Work instruction -> The output must be the line with "if first_num >" and every following line to the end of the material, exactly as they appear, and nothing else.

Records for this exercise ->
· · ·

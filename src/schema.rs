//! Front-matter schema (`frontmatter.scheme.json`) and date-format conversion.
//!
//! The schema lists the metadata fields an article may carry. Only `date`
//! fields matter to the service: they are stored in the schema's format
//! (for example `yyyy/MM/dd`) but exchanged with clients as `yyyy-MM-dd`.

use regex::Regex;
use serde::{Deserialize, Serialize};
use serde_json::Value;
use std::path::Path;
use std::sync::LazyLock;

use crate::content::Frontmatter;

/// Format used on the wire and when a date field has no `format`.
pub const ISO_DATE_FORMAT: &str = "yyyy-MM-dd";

static YEAR_FIRST: LazyLock<Regex> =
    LazyLock::new(|| Regex::new(r"^(\d{4})[-/:.](\d{2})[-/:.](\d{2})$").unwrap());
static COMPACT: LazyLock<Regex> = LazyLock::new(|| Regex::new(r"^(\d{4})(\d{2})(\d{2})$").unwrap());
static YEAR_LAST: LazyLock<Regex> =
    LazyLock::new(|| Regex::new(r"^(\d{2})[-/:.](\d{2})[-/:.](\d{4})$").unwrap());
static YEAR_TOKEN: LazyLock<Regex> = LazyLock::new(|| Regex::new(r"(?i)yyyy").unwrap());
static DAY_TOKEN: LazyLock<Regex> = LazyLock::new(|| Regex::new(r"(?i)dd").unwrap());

#[derive(Debug, Clone, Copy, PartialEq, Eq, Serialize, Deserialize)]
#[serde(rename_all = "lowercase")]
pub enum FieldType {
    String,
    Date,
    Boolean,
}

/// One metadata field.
#[derive(Debug, Clone, PartialEq, Eq, Serialize, Deserialize)]
pub struct SchemaField {
    pub name: String,
    #[serde(default)]
    pub label: String,
    #[serde(rename = "type")]
    pub field_type: FieldType,
    #[serde(default)]
    pub multiple: bool,
    #[serde(default)]
    pub required: bool,
    #[serde(default)]
    pub format: Option<String>,
    #[serde(default)]
    pub description: Option<String>,
}

#[derive(Debug, Clone, Default, PartialEq, Eq)]
pub struct FrontmatterSchema {
    pub fields: Vec<SchemaField>,
}

impl FrontmatterSchema {
    /// Load the schema file. Missing or malformed files give an empty schema.
    pub fn load(path: &Path) -> Self {
        match std::fs::read_to_string(path) {
            Ok(raw) => Self::parse(&raw).unwrap_or_else(|e| {
                log::warn!("Ignoring malformed schema {}: {}", path.display(), e);
                Self::default()
            }),
            Err(e) => {
                log::debug!("No schema at {} ({}), using empty schema", path.display(), e);
                Self::default()
            }
        }
    }

    /// Parse schema JSON, dropping `//` comment lines first.
    pub fn parse(raw: &str) -> Result<Self, serde_json::Error> {
        let cleaned: String = raw
            .lines()
            .filter(|line| !line.trim_start().starts_with("//"))
            .collect::<Vec<_>>()
            .join("\n");
        let fields: Vec<SchemaField> = serde_json::from_str(&cleaned)?;
        Ok(Self { fields })
    }

    /// Before saving: ISO dates become the schema's per-field format.
    pub fn to_schema_format(&self, frontmatter: &Frontmatter) -> Frontmatter {
        self.convert(frontmatter, |field| {
            field.format.as_deref().unwrap_or(ISO_DATE_FORMAT)
        })
    }

    /// After loading: schema-formatted dates become ISO.
    pub fn from_schema_format(&self, frontmatter: &Frontmatter) -> Frontmatter {
        self.convert(frontmatter, |_| ISO_DATE_FORMAT)
    }

    fn convert<'a>(
        &'a self,
        frontmatter: &Frontmatter,
        target: impl Fn(&'a SchemaField) -> &'a str,
    ) -> Frontmatter {
        let mut result = frontmatter.clone();
        for field in self
            .fields
            .iter()
            .filter(|f| f.field_type == FieldType::Date)
        {
            if let Some(Value::String(value)) = result.get_mut(&field.name) {
                *value = convert_date_format(value, target(field));
            }
        }
        result
    }
}

#[derive(Debug, PartialEq, Eq)]
struct DateParts<'a> {
    year: &'a str,
    month: &'a str,
    day: &'a str,
}

fn parse_date_parts(value: &str) -> Option<DateParts<'_>> {
    let trimmed = value.trim();

    if let Some(caps) = YEAR_FIRST
        .captures(trimmed)
        .or_else(|| COMPACT.captures(trimmed))
    {
        let (_, [year, month, day]) = caps.extract();
        return Some(DateParts { year, month, day });
    }

    let caps = YEAR_LAST.captures(trimmed)?;
    let (_, [first, second, year]) = caps.extract();
    // MM/dd/yyyy unless the first number cannot be a month.
    let first_num: u32 = first.parse().ok()?;
    let second_num: u32 = second.parse().ok()?;
    if first_num > 12 && second_num <= 12 {
        Some(DateParts {
            year,
            month: second,
            day: first,
        })
    } else {
        Some(DateParts {
            year,
            month: first,
            day: second,
        })
    }
}

fn format_date_parts(parts: &DateParts<'_>, format: &str) -> String {
    let result = YEAR_TOKEN.replacen(format, 1, parts.year);
    let result = result.replace("MM", parts.month).replace("mm", parts.month);
    DAY_TOKEN.replacen(&result, 1, parts.day).into_owned()
}

/// Re-render a date string in `target_format`. Unrecognised input is
/// returned unchanged.
pub fn convert_date_format(value: &str, target_format: &str) -> String {
    match parse_date_parts(value) {
        Some(parts) => format_date_parts(&parts, target_format),
        None => value.to_string(),
    }
}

· · ·

Result ->
    if first_num > 12 && second_num <= 12 {
        Some(DateParts {
            year,
            month: second,
            day: first,
        })
    } else {
        Some(DateParts {
            year,
            month: first,
            day: second,
        })
    }
}

fn format_date_parts(parts: &DateParts<'_>, format: &str) -> String {
    let result = YEAR_TOKEN.replacen(format, 1, parts.year);
    let result = result.replace("MM", parts.month).replace("mm", parts.month);
    DAY_TOKEN.replacen(&result, 1, parts.day).into_owned()
}

/// Re-render a date string in `target_format`. Unrecognised input is
/// returned unchanged.
pub fn convert_date_format(value: &str, target_format: &str) -> String {
    match parse_date_parts(value) {
        Some(parts) => format_date_parts(&parts, target_format),
        None => value.to_string(),
    }
}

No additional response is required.